━━━ THE INPUT

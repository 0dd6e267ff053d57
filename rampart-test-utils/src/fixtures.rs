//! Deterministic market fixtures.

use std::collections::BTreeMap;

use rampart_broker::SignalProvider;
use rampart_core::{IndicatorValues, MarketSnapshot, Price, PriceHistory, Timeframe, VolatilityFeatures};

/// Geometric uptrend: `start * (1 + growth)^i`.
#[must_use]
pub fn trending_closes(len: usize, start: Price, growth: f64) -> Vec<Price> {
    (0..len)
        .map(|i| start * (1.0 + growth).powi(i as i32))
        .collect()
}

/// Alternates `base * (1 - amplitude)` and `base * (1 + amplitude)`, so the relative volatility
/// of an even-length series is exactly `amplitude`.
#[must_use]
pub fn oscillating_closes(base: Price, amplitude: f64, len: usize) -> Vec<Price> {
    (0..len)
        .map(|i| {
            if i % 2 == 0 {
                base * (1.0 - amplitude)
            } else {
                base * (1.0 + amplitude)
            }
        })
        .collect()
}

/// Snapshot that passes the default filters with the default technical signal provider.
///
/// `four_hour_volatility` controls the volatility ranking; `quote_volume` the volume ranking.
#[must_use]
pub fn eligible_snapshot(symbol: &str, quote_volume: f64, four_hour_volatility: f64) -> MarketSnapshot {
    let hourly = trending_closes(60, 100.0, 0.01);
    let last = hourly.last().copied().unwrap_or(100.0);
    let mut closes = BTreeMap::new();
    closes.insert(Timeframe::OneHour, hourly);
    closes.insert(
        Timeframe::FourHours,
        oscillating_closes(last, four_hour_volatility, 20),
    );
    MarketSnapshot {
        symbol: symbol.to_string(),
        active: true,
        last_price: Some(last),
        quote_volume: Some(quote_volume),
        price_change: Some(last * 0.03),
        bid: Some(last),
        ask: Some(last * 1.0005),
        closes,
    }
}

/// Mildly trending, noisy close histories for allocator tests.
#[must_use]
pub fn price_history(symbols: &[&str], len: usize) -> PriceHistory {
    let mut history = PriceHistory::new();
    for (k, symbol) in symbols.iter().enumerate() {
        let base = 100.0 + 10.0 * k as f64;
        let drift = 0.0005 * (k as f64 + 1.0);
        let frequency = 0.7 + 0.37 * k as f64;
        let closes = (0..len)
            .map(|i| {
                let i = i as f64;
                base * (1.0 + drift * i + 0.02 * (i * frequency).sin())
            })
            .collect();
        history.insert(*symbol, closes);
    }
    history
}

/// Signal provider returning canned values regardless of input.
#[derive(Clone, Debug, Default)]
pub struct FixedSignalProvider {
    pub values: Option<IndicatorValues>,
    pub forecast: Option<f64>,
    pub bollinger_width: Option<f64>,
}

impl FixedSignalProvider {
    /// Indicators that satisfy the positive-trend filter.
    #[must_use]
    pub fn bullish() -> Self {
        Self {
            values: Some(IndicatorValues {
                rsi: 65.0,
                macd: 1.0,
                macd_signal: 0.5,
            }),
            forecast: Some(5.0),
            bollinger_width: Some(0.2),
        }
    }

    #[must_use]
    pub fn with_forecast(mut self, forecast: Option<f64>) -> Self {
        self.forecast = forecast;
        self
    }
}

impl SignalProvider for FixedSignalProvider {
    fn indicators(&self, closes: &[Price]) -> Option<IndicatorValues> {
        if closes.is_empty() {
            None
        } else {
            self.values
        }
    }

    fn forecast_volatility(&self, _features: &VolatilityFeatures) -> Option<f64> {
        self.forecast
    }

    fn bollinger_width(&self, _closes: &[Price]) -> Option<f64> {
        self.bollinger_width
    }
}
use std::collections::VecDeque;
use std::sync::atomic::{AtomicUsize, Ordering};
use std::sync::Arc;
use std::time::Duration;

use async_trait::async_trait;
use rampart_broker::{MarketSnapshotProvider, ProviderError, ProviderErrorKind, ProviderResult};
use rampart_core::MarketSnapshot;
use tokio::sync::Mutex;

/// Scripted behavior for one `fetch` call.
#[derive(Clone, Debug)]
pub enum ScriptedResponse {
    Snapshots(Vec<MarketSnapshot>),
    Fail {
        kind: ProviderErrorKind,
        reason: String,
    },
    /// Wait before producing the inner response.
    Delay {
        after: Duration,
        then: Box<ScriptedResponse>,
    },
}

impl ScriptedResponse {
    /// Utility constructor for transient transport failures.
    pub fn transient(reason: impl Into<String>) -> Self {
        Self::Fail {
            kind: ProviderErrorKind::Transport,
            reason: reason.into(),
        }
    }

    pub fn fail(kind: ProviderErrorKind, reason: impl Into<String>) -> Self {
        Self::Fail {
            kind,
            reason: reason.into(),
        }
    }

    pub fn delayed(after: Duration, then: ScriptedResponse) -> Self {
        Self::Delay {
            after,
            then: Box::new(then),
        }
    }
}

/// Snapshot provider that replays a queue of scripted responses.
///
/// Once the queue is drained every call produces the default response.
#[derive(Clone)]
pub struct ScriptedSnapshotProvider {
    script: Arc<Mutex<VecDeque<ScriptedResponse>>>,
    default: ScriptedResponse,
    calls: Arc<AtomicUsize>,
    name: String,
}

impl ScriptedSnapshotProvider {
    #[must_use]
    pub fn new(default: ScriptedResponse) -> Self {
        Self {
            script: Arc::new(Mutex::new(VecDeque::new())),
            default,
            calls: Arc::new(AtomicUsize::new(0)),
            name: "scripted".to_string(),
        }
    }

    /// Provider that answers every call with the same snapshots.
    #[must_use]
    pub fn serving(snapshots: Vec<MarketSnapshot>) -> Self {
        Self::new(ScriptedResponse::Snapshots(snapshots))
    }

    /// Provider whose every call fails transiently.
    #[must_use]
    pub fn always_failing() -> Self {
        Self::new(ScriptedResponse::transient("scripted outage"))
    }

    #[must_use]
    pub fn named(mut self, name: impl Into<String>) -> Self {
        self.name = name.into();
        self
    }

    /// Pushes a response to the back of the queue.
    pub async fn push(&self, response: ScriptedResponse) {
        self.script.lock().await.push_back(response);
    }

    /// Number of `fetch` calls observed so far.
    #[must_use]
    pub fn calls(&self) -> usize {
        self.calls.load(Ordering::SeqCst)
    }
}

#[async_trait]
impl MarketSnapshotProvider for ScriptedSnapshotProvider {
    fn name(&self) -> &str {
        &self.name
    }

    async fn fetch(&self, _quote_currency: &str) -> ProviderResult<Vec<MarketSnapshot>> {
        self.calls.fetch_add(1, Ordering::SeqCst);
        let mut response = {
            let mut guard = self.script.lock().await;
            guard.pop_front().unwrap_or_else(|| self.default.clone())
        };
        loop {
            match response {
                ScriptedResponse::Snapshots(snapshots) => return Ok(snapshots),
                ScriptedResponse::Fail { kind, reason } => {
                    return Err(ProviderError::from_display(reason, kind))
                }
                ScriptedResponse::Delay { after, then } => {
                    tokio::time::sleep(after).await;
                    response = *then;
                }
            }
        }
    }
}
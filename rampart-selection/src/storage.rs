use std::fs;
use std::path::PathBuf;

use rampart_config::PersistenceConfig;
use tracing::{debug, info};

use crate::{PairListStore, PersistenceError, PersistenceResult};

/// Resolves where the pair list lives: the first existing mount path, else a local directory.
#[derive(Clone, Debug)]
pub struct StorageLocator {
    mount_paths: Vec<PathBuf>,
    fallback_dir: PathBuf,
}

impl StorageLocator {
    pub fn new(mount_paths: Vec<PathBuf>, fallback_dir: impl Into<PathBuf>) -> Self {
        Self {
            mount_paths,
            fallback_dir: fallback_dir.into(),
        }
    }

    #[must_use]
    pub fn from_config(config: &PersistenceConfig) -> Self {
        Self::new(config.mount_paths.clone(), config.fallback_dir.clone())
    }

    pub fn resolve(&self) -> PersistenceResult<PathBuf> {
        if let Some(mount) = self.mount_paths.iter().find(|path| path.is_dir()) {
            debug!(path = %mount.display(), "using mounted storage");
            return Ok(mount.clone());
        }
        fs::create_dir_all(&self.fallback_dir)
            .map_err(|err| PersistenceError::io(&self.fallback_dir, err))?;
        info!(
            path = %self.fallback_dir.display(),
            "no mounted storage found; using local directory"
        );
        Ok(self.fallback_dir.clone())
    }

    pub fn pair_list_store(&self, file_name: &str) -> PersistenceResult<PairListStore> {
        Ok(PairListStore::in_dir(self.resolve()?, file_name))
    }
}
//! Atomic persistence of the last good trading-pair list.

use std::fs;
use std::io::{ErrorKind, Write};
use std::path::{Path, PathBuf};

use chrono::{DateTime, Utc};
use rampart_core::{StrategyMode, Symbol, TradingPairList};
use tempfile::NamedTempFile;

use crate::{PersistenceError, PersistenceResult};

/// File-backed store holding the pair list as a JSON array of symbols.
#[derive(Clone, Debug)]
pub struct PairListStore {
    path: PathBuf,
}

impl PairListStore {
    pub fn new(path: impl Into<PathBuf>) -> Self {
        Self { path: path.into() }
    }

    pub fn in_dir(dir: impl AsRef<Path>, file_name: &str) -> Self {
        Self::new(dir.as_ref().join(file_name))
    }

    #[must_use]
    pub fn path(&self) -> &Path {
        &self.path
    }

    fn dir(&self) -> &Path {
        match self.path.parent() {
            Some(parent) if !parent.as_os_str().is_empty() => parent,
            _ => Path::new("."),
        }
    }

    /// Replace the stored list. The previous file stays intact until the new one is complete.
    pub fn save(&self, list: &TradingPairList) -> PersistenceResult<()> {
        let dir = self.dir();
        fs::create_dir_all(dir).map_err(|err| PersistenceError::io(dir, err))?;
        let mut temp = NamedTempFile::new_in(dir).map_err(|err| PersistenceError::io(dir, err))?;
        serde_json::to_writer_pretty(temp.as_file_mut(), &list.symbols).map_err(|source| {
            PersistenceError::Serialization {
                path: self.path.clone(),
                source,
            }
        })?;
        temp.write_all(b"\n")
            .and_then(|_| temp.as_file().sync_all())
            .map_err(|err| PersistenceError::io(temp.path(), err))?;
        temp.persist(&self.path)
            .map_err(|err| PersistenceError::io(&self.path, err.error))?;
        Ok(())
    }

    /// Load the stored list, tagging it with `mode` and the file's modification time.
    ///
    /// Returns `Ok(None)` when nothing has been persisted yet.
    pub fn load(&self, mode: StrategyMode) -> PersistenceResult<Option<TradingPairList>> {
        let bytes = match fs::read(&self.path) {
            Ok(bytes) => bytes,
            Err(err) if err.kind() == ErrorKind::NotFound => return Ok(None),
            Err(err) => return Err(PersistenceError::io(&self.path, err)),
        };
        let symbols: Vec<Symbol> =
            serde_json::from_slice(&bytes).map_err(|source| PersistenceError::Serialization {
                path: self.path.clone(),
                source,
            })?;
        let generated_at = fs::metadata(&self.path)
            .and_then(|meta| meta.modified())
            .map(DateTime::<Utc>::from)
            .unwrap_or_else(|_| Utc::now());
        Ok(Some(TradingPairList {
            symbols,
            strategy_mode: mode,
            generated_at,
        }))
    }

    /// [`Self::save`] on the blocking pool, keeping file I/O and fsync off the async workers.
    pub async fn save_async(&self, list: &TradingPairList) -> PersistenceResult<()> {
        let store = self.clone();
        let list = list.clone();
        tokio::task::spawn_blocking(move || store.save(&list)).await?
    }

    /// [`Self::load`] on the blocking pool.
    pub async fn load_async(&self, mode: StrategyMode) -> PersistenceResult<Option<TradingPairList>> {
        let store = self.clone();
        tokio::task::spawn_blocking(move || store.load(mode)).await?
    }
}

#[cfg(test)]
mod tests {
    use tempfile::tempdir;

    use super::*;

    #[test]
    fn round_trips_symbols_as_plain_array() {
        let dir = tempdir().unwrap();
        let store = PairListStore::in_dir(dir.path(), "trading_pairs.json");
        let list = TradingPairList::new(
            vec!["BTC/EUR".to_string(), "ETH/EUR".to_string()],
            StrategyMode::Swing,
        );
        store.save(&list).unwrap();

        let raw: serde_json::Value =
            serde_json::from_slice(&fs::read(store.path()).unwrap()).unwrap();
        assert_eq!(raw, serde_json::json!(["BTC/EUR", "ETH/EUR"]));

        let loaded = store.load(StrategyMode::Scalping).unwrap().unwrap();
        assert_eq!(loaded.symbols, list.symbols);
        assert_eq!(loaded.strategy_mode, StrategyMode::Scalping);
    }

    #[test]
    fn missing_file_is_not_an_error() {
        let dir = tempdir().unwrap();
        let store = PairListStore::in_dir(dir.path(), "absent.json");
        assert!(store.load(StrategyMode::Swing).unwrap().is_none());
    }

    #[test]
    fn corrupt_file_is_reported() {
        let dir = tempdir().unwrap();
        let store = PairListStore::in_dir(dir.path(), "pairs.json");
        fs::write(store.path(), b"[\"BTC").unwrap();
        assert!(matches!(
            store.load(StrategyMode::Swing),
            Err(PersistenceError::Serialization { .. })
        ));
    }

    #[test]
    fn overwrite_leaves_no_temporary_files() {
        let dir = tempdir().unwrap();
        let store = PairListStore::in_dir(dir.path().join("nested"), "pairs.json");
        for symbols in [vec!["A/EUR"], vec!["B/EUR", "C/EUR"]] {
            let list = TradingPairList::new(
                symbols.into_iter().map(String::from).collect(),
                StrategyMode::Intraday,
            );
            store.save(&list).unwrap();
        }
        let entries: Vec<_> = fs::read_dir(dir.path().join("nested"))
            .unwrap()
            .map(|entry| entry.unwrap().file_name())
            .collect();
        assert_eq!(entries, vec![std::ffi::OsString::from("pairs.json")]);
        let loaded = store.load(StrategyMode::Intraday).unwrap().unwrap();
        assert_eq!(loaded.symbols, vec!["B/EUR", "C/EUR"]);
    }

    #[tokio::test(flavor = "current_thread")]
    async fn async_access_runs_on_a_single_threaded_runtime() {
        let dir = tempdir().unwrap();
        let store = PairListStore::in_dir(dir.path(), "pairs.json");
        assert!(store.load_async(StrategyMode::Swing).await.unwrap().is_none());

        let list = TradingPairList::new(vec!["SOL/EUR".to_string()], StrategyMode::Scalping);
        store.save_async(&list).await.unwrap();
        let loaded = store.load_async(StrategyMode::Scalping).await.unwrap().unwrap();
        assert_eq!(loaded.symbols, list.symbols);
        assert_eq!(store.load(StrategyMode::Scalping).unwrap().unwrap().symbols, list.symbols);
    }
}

━━━━━━

EXERCISE AIM:
Please report every line among the entries that includes "pool".

RESULT:
    /// [`Self::save`] on the blocking pool, keeping file I/O and fsync off the async workers.
    /// [`Self::load`] on the blocking pool.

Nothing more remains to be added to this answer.